# Archlinux in Virtualbox installieren



## ubuntu1967 (6. November 2013)

Hallo.

Ich konnte /arch/setup nich finden.

Wie installiert man Archlinux.iso in Virtualbox?


----------



## blackout24 (6. November 2013)

Genau so wie wie normal auf einem PC auch.

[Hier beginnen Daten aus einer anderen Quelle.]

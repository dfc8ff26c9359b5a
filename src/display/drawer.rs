use std::io::Write;

use super::{present, FrameBuffer};
use crate::entities::{PlayerStats, Rect, DUCKS_PER_ROUND};
use crate::textures::{Rgb, Texture, Textures};
use crate::timer::Timer;

const DIGITS: &str = "0123456789";

/// Width of one glyph in the number fonts, in world pixels.
pub const GLYPH_STRIDE: i32 = 8;

#[derive(Clone, Copy, Debug, PartialEq, Eq)]
pub enum Flip {
    None,
    Horizontal,
}

/// Aspect-ratio preserving drawing into the frame buffer.
///
/// The backdrop's height is fitted to the screen height; the horizontal
/// offset centres it (negative when the backdrop is wider than the screen).
pub struct Drawer {
    frame: FrameBuffer,
    world_width: i32,
    world_height: i32,
    scale: f64,
    x_offset: i32,
    flicker_timer: Timer,
    is_flickering: bool,
}

impl Drawer {
    /// `background` decides the world size; `cols`×`rows` is the terminal.
    pub fn new(background: &Texture, cols: u16, rows: u16) -> Self {
        let mut drawer = Self {
            frame: FrameBuffer::for_terminal(cols, rows),
            world_width: background.width().max(1),
            world_height: background.height().max(1),
            scale: 1.0,
            x_offset: 0,
            flicker_timer: Timer::new(500.0),
            is_flickering: false,
        };
        drawer.fit();
        drawer
    }

    pub fn resize(&mut self, cols: u16, rows: u16) {
        self.frame = FrameBuffer::for_terminal(cols, rows);
        self.fit();
    }

    fn fit(&mut self) {
        self.scale = self.frame.height() as f64 / self.world_height as f64;
        let scaled_width = (self.world_width as f64 * self.scale) as i32;
        self.x_offset = ((self.frame.width() - scaled_width) as f64 / 2.0) as i32;
    }

    pub fn scale(&self) -> f64 {
        self.scale
    }

    pub fn x_offset(&self) -> i32 {
        self.x_offset
    }

    pub fn frame(&self) -> &FrameBuffer {
        &self.frame
    }

    /// The world-space x range currently on screen, clamped to the backdrop.
    pub fn visible_world_span(&self) -> (f64, f64) {
        let left = -self.x_offset as f64 / self.scale;
        let right = self.frame.width() as f64 / self.scale + left;
        (left.max(0.0), right.min(self.world_width as f64))
    }

    pub fn screen_point_to_world_point(&self, x: i32, y: i32) -> (i32, i32) {
        let world_x = (x - self.x_offset) as f64 / self.scale;
        let world_y = y as f64 / self.scale;
        (world_x as i32, world_y as i32)
    }

    pub fn clear(&mut self) {
        self.frame.clear(Rgb::BLACK);
    }

    pub fn present<W: Write + ?Sized>(&mut self, out: &mut W) -> std::io::Result<()> {
        present(out, &self.frame)
    }

    /// Draws `clip` of `texture` (or all of it) with its top-left corner at
    /// world point (x, y).
    pub fn render_texture(&mut self, texture: &Texture, x: i32, y: i32, clip: Option<Rect>, flip: Flip) {
        let src = clip.unwrap_or(Rect::new(0, 0, texture.width(), texture.height()));
        if src.w <= 0 || src.h <= 0 {
            return;
        }
        let dst_x = (x as f64 * self.scale) as i32 + self.x_offset;
        let dst_y = (y as f64 * self.scale) as i32;
        let dst_w = ((src.w as f64 * self.scale) as i32).max(1);
        let dst_h = ((src.h as f64 * self.scale) as i32).max(1);

        for dy in 0..dst_h {
            let sy = src.y + ((dy as f64 / self.scale) as i32).min(src.h - 1);
            for dx in 0..dst_w {
                let offset = ((dx as f64 / self.scale) as i32).min(src.w - 1);
                let sx = match flip {
                    Flip::None => src.x + offset,
                    Flip::Horizontal => src.x + src.w - 1 - offset,
                };
                if let Some(colour) = texture.pixel(sx, sy) {
                    self.frame.put(dst_x + dx, dst_y + dy, colour);
                }
            }
        }

        if let Some(text) = texture.caption() {
            let len = text.chars().count() as i32;
            let col = dst_x + ((dst_w - len) / 2).max(0);
            let row = (dst_y + dst_h / 2) / 2;
            self.frame.add_caption(col, row, text, texture.ink());
        }
    }

    pub fn blit(&mut self, texture: &Texture, x: i32, y: i32) {
        self.render_texture(texture, x, y, None, Flip::None);
    }

    /// Draws one digit from a ten-glyph number font.  Anything that is not a
    /// digit renders as `0`.
    pub fn render_character(&mut self, font: &Texture, character: char, x: i32, y: i32) {
        let pos = DIGITS.find(character).unwrap_or(0);
        let w = font.width() / DIGITS.len() as i32;
        let clip = Rect::new(pos as i32 * w, 0, w, font.height());
        self.render_texture(font, x, y, Some(clip), Flip::None);

        let col = (x as f64 * self.scale) as i32 + self.x_offset;
        let row = ((y as f64 + font.height() as f64 / 2.0) * self.scale) as i32 / 2;
        let glyph = &DIGITS[pos..pos + 1];
        self.frame.add_caption(col, row, glyph, font.ink());
    }

    /// Draws `text` left to right, one glyph per `GLYPH_STRIDE`.
    pub fn render_number(&mut self, font: &Texture, text: &str, x: i32, y: i32) {
        for (i, ch) in text.chars().enumerate() {
            self.render_character(font, ch, x + i as i32 * GLYPH_STRIDE, y);
        }
    }

    // ── HUD ───────────────────────────────────────────────────────────────────

    /// Shots, hit panel, ducks-needed bar, round and score.  Ducks on screen
    /// blink in the hit panel every 500 ms.
    pub fn render_ui(&mut self, delta_time: f64, textures: &Textures, stats: &PlayerStats) {
        self.blit(&textures.ui_shot, 110, 217);
        for (threshold, x) in [(3, 127), (2, 119), (1, 111)] {
            if stats.shots_left >= threshold {
                self.blit(&textures.ui_bullet, x, 208);
            }
        }

        self.blit(&textures.ui_hit, 149, 209);

        let flicker_ticked = self.flicker_timer.tick(delta_time);
        let lit_w = textures.ui_duck_lit.width() / DUCKS_PER_ROUND as i32;
        for i in 0..DUCKS_PER_ROUND {
            let x = 181 + i as i32 * 8;
            let is_current = stats.ducks_current.contains(&i);
            if stats.ducks_hit[i] {
                let clip = Rect::new(i as i32 * lit_w, 0, lit_w, textures.ui_duck_lit.height());
                self.render_texture(&textures.ui_duck_lit, x, 210, Some(clip), Flip::None);
            } else if !is_current || self.is_flickering {
                self.blit(&textures.ui_duck_white, x, 210);
            }
        }
        if flicker_ticked {
            self.is_flickering = !self.is_flickering;
        }

        for i in 0..stats.ducks_needed {
            self.blit(&textures.ui_ducks_needed_bar, 181 + i as i32 * 8, 219);
        }

        self.blit(&textures.ui_round, 109, 192);
        self.render_number(&textures.ui_numbers_green, &stats.round.to_string(), 124, 192);

        self.blit(&textures.ui_score, 285, 216);
        let score = format!("{:06}", stats.score);
        for (i, ch) in score.chars().rev().enumerate() {
            self.render_character(&textures.ui_numbers_white, ch, 317 - i as i32 * GLYPH_STRIDE, 208);
        }
    }
}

https://wiki.archlinux.de/title/Anleitung_für_Einsteiger

Für Grafik und Sound werden dann einfach die "virtualbox-guest-utils" installiert und die Module geladen.

https://wiki.archlinux.org/index.php/VirtualBox#Arch_Linux_as_a_guest_in_a_Virtual_Machine


----------



## ubuntu1967 (6. November 2013)

1.Und wo ist die Setup-datei bei Archlinux?

2. Wo ist denn der graphische Installer bei Archlinux?


----------



## Leandros (6. November 2013)

1. Nicht vorhanden.
2. Nicht vorhanden.

Lies die Wiki. Arch Linux ist nur eine Konsole. Mehr nicht.


----------



## blackout24 (6. November 2013)

1. Gibt es nicht.

2. Gibt es nicht. Vor Jahren gab es mal einen ncurses basierten Installer, der aber nicht mehr weiter entwickelt wurde und extrem eingeschränkt war. Wollte man nur ein GPT Setup anstatt MBR war das schon nicht möglich, ohne den Installer zwischen zeitlich zu beenden und irgendwelche Schritte zu überspringen. Die neue Methode ist da wesentlich flexibler und einfacher.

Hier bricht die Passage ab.